//! Scene-side data: cameras, lights, models, environment and particle
//! emitters, gathered into a flat ordered component list.

pub mod camera;
pub mod environment;
pub mod light;
pub mod material;
pub mod mesh;
pub mod model;
pub mod particles;

use crate::scene::{
    camera::Camera,
    environment::Environment,
    light::{DirectionalLight, PointLight, SpotLight},
    model::Model,
    particles::ParticleEmitter,
};
use std::rc::Rc;

/// Everything a scene can contain, as a closed tagged union. The renderer
/// matches on the variants while collecting per-frame data; adding a new kind
/// of component is a compile-time-checked change to this enum.
#[derive(Clone)]
pub enum SceneComponent {
    /// Observer; when a scene has several, the last one wins.
    Camera(Camera),
    /// Sun-like light, the shadow caster.
    DirectionalLight(DirectionalLight),
    /// Omnidirectional light.
    PointLight(PointLight),
    /// Cone light.
    SpotLight(SpotLight),
    /// Skybox and IBL cubemaps; the last one wins.
    Environment(Environment),
    /// Node tree with drawable surfaces, shared by reference count.
    Model(Rc<Model>),
    /// Particle emitter, shared by reference count.
    ParticleEmitter(Rc<ParticleEmitter>),
}

/// An ordered list of scene components. Order matters only for the
/// "last camera wins" rule; rendering order is fixed by the pipeline.
#[derive(Clone, Default)]
pub struct Scene {
    components: Vec<SceneComponent>,
}

impl Scene {
    /// Creates an empty scene.
    pub fn new() -> Self {
        Self::default()
    }

    /// Adds a component to the scene.
    pub fn add(&mut self, component: SceneComponent) -> &mut Self {
        self.components.push(component);
        self
    }

    /// Adds a camera.
    pub fn add_camera(&mut self, camera: Camera) -> &mut Self {
        self.add(SceneComponent::Camera(camera))
    }

    /// Adds a directional light.
    pub fn add_directional_light(&mut self, light: DirectionalLight) -> &mut Self {
        self.add(SceneComponent::DirectionalLight(light))
    }

    /// Adds a point light.
    pub fn add_point_light(&mut self, light: PointLight) -> &mut Self {
        self.add(SceneComponent::PointLight(light))
    }

    /// Adds a spot light.
    pub fn add_spot_light(&mut self, light: SpotLight) -> &mut Self {
        self.add(SceneComponent::SpotLight(light))
    }

    /// Sets the scene environment.
    pub fn add_environment(&mut self, environment: Environment) -> &mut Self {
        self.add(SceneComponent::Environment(environment))
    }

    /// Adds a model.
    pub fn add_model(&mut self, model: Rc<Model>) -> &mut Self {
        self.add(SceneComponent::Model(model))
    }

    /// Adds a particle emitter.
    pub fn add_particle_emitter(&mut self, emitter: Rc<ParticleEmitter>) -> &mut Self {
        self.add(SceneComponent::ParticleEmitter(emitter))
    }

    /// Components in insertion order.
    pub fn components(&self) -> impl Iterator<Item = &SceneComponent> {
        self.components.iter()
    }
}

**Assignment**.
Show each line in the listing above that has "count".

**Answer to this problem**.
    /// Node tree with drawable surfaces, shared by reference count.
    /// Particle emitter, shared by reference count.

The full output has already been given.